(Stored items from a collection)
»»
//! Core data types for noteshare.
//!
//! A [`Note`] is the only entity. Stores receive a [`NewNote`] on insert and
//! assign the identifier themselves; later writes are expressed as
//! [`NoteChanges`] (field replacement) or a [`SetField`] addition.
//!
//! All types derive `Debug`, `Clone`, `Serialize`, and `Deserialize` for
//! inspection, copying, and JSON serialization.

use std::collections::BTreeSet;
use std::fmt;
use std::str::FromStr;

use chrono::{DateTime, SubsecRound, Utc};
use serde::{Deserialize, Serialize};
use uuid::Uuid;

use crate::identity::Email;

// ============================================================================
// ID Types
// ============================================================================

/// Unique identifier for a note.
///
/// Wraps a UUID v4, assigned by the document store when the note is inserted.
#[derive(Debug, Clone, Copy, PartialEq, Eq, PartialOrd, Ord, Hash, Serialize, Deserialize)]
#[serde(transparent)]
pub struct NoteId(pub Uuid);

impl NoteId {
    /// Creates a new random NoteId using UUID v4.
    #[must_use]
    pub fn new() -> Self {
        Self(Uuid::new_v4())
    }

    /// Creates a NoteId from an existing UUID.
    #[must_use]
    pub const fn from_uuid(uuid: Uuid) -> Self {
        Self(uuid)
    }

    /// Returns the inner UUID.
    #[must_use]
    pub const fn as_uuid(&self) -> &Uuid {
        &self.0
    }
}

impl Default for NoteId {
    fn default() -> Self {
        Self::new()
    }
}

impl fmt::Display for NoteId {
    fn fmt(&self, f: &mut fmt::Formatter<'_>) -> fmt::Result {
        write!(f, "{}", self.0)
    }
}

impl FromStr for NoteId {
    type Err = uuid::Error;

    fn from_str(s: &str) -> Result<Self, Self::Err> {
        Ok(Self(Uuid::parse_str(s)?))
    }
}

// ============================================================================
// Documents
// ============================================================================

/// A stored note.
#[derive(Debug, Clone, PartialEq, Eq, Serialize, Deserialize)]
#[serde(rename_all = "camelCase")]
pub struct Note {
    /// Store-assigned identifier, immutable.
    pub id: NoteId,
    /// Free-form content.
    pub text: String,
    /// Creator identity, never changed after creation.
    pub owner_email: Email,
    /// Identities the owner has shared the note with. Never contains the owner.
    pub shared_with: BTreeSet<Email>,
    /// Creation time, immutable.
    pub created_at: DateTime<Utc>,
}

/// A note that has not been persisted yet.
#[derive(Debug, Clone, PartialEq, Eq)]
pub struct NewNote {
    pub text: String,
    pub owner_email: Email,
    pub shared_with: BTreeSet<Email>,
    pub created_at: DateTime<Utc>,
}

impl NewNote {
    /// Build a new note stamped with the current time.
    ///
    /// The timestamp is truncated to microseconds, the precision stores
    /// persist, so the returned note matches what is read back later.
    ///
    /// Duplicate share entries collapse and the owner is dropped from the
    /// share set.
    pub fn new(
        owner_email: Email,
        text: impl Into<String>,
        shared_with: impl IntoIterator<Item = Email>,
    ) -> Self {
        let shared_with = shared_with
            .into_iter()
            .filter(|email| *email != owner_email)
            .collect();
        Self {
            text: text.into(),
            owner_email,
            shared_with,
            created_at: Utc::now().trunc_subsecs(6),
        }
    }

    /// Attach the identifier assigned by a store.
    #[must_use]
    pub fn with_id(self, id: NoteId) -> Note {
        Note {
            id,
            text: self.text,
            owner_email: self.owner_email,
            shared_with: self.shared_with,
            created_at: self.created_at,
        }
    }
}

// ============================================================================
// Store Operations
// ============================================================================

/// Field replacements applied by `update_fields`.
///
/// Only mutable fields appear here; `id`, `owner_email` and `created_at`
/// cannot be changed through a store update.
#[derive(Debug, Clone, Default, PartialEq, Eq)]
pub struct NoteChanges {
    pub text: Option<String>,
}

impl NoteChanges {
    /// Replace the note text.
    #[must_use]
    pub fn text(text: impl Into<String>) -> Self {
        Self {
            text: Some(text.into()),
        }
    }

    /// Whether no field would change.
    #[must_use]
    pub fn is_empty(&self) -> bool {
        self.text.is_none()
    }

    /// Apply the changes to an in-memory note.
    pub fn apply(&self, note: &mut Note) {
        if let Some(text) = &self.text {
            note.text.clone_from(text);
        }
    }
}

/// Set-valued fields that accept `add_to_set_field`.
#[derive(Debug, Clone, Copy, PartialEq, Eq, Hash)]
pub enum SetField {
    SharedWith,
}

impl SetField {
    /// Adds `value` to the field on `note`. Returns true if the set grew.
    pub fn add(self, note: &mut Note, value: Email) -> bool {
        match self {
            Self::SharedWith => {
                if value == note.owner_email {
                    return false;
                }
                note.shared_with.insert(value)
            }
        }
    }
}

/// Predicate passed to `find_matching`.
#[derive(Debug, Clone, PartialEq, Eq)]
pub enum NoteFilter {
    /// Notes owned by or shared with the identity.
    AccessibleTo(Email),
}

impl NoteFilter {
    /// Evaluate the filter against a note.
    #[must_use]
    pub fn matches(&self, note: &Note) -> bool {
        match self {
            Self::AccessibleTo(email) => note.can_access(email),
        }
    }
}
««
== Your assignment ==
A copy of each line in the data above that holds the string "immutable" is needed.

== Answer box ==
    /// Store-assigned identifier, immutable.
    /// Creation time, immutable.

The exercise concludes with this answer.